We’ve seriously run into a problem with Lucky You and Alpha Paratransit gravely monopolizing the NEMT Call Healthcare system. Those trips are only for doctor appointments, and for that being only for medical appointments, we receive poor service. People are not being taught, either through television or other means, to serve equally and speak a higher form of English. I feel the basic English tests are not enough for us. We want disability awareness skills, training so that the driver does not forcibly put seatbelts on or strap  us on the seat like we’re freaked out and helpless. This could put Trenton in some form of anxiety mode and myself? Since I’m female and able to speak, it makes the difference. Some of these drivers don’t know how to keep their hands off women. We must receive equal service that even a rich person would receive. Therefore, it is highly advised that Med Transit up the anti on drivers who don’t speak English because these guys didn’t learn it when they were young. It is serious what this kind of treatment does to us. The guys like to speak their native language in front of their passengers, putting us at risk, and it’s not funny or cute, it’s a form of isolation.

Whatever happened to the days when Barney taught us good manners? Barney the infamous purple people eater of sorts actually had one or two good little bits of gem and jewel in that particular field. What would Barney say today? He would say to the infamous drivers, do not use your native tongue in front of a passenger who can’t speak it, duh. But here’s something: a better show, Arthur, famed for its illustrious dialogue and pictures in Marc Brown’s famous books, teaches us that different languages can divide. Sign language is great for the deaf and those who want to talk with their hands in a silent room, but trust me, being in a room full of signers was a bit scary on my part. Not to say sign language is bad, it is awesome if you need it. Europeans and ancient native First Nations communicated in what is called “Indian sign language.” But one of the things that makes language so important is a dangerous situation. There was a driver with Alpha who rear ended with another car. We were going under ten miles per hour when someone crashed into the back of the car. The driver was irresponsible and did not call the police or give accurate Street coordinates to the police or possibly the paramedics because of limited English skills. This hurts me and if it had been any worse, I could’ve died on impact. Luckily, I got home and was able to wake up good.

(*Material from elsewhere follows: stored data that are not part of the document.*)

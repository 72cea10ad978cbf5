// SPDX-License-Identifier: AGPL-3.0-or-later
//
// Copyright (C) 2026 HIT Platform

//! Library-level errors for provisioner interactions and database resolution.
//!
//! The HTTP-facing authentication errors live in [`crate::auth::AuthError`];
//! these types are what the client and database layers return to callers,
//! which the auth layer then maps onto response statuses.

use thiserror::Error;

/// Errors from provisioner interactions.
///
/// The distinction between [`ProvisionerError::Request`] (remote unreachable
/// or misbehaving) and [`ProvisionerError::Auth`] (token rejected) matters:
/// they surface as different HTTP statuses (503 vs 401) and only the former
/// is ever worth retrying.
#[derive(Debug, Error)]
pub enum ProvisionerError {
    /// Local configuration is invalid (missing/bad base URL, missing token).
    #[error("Provisioner misconfigured: {0}")]
    Config(String),

    /// Transport failure or unexpected response from the provisioner.
    #[error("Provisioner request failed: {message}")]
    Request {
        message: String,
        /// HTTP status, when the remote answered at all.
        status: Option<u16>,
    },

    /// The provisioner rejected our credentials (HTTP 401).
    #[error("Provisioner authentication failed")]
    Auth,

    /// The requested secret does not exist (HTTP 404).
    #[error("Requested secret not found")]
    SecretNotFound,
}

impl ProvisionerError {
    pub(crate) fn request(message: impl Into<String>) -> Self {
        Self::Request {
            message: message.into(),
            status: None,
        }
    }

    pub(crate) fn request_with_status(message: impl Into<String>, status: u16) -> Self {
        Self::Request {
            message: message.into(),
            status: Some(status),
        }
    }

    /// Whether this error means the provisioner could not be reached or
    /// answered unusably, as opposed to rejecting the request outright.
    pub fn is_transport(&self) -> bool {
        matches!(self, Self::Request { .. })
    }
}

/// Errors from database URL and engine resolution.
///
/// Each variant identifies which step of the resolution failed so operators
/// can tell a missing secret from a provisioner outage.
#[derive(Debug, Error)]
pub enum DatabaseError {
    /// The database manager itself is misconfigured.
    #[error("Database connection misconfigured: {0}")]
    Misconfigured(String),

    /// The provisioner lookup for the secret failed.
    #[error("Provisioner lookup failed for namespace '{namespace}': {source}")]
    Lookup {
        namespace: String,
        #[source]
        source: ProvisionerError,
    },

    /// The provisioner answered but returned no secret payload.
    #[error(
        "Provisioner returned empty secret for namespace '{namespace}' ({secret_key}). \
         Check that the database has been provisioned and the secret store regenerated."
    )]
    EmptySecret {
        namespace: String,
        secret_key: String,
    },

    /// The secret payload lacks a connection URL field.
    #[error("Provisioner secret missing database URL for namespace '{namespace}' ({secret_key})")]
    MissingUrl {
        namespace: String,
        secret_key: String,
    },

    /// No database role matched the service selection rules.
    #[error(
        "No primary database mapping found for service='{service_name}' env_key='{env_key}'. \
         Ensure database roles include primary: true, the service name, and env: {env_key}."
    )]
    NoPrimaryRole {
        service_name: String,
        env_key: String,
    },

    /// The resolved URL could not be turned into an engine.
    #[error("Failed to construct database engine: {0}")]
    Engine(#[source] sqlx::Error),
}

A simple child’s program like Arthur can teach about friendships and conflict resolution, but other shows are just plain insipid. The key to making great citizens isn’t how much your child knows from TV, but how much time you the parent puts into raising he, they, the child. This is not effortless, and being polite to foreigners is not being taught properly in U.S. families and schools. We are currently in a political environment tthat promotes political fighting, not productive democracy, and we’ve abused our self righteous crap as Americans by telling all other folks to “go back to your country.” Learning a new language is fun, but you must be able to learn the culture associated with that language. Spanish is most popular, so does not count. Therefore, learning French would be cool. Imagine a school where Swahili or other African languages was taught. Not only are words and conjugate taught, but you’d learn the songs, art, and poetry of that cultural set. That’s what we did in Professor Buster’s Spanish classes, and I’m told the Latin instructors at my high school were excellent at teaching Roman and root cultures that became the ones who know us, the ones we know as well.

We can’t truly get culture lessons like these with today’s TV programs unless you do what Barney used to say, “Use your imagination.” Wherever did that go?

It used to be that you could give a kid of any age a box of Lego blocks, and they’d build a Lego house. She’s build their own world or the Harry Potter set perhaps. However, a lot of things have become prepackaged. Give someone Play Dough, and see what they do. I’ve rolled balls, made pancakes, although I could not eat the pancakes I “made” with the dough. You can, however, make your own play slimes as was demonstrated with some parents of blind kids I’ve seen.

So what are you waiting for? Use your brains, you guys, come up with better ways to serve all of us.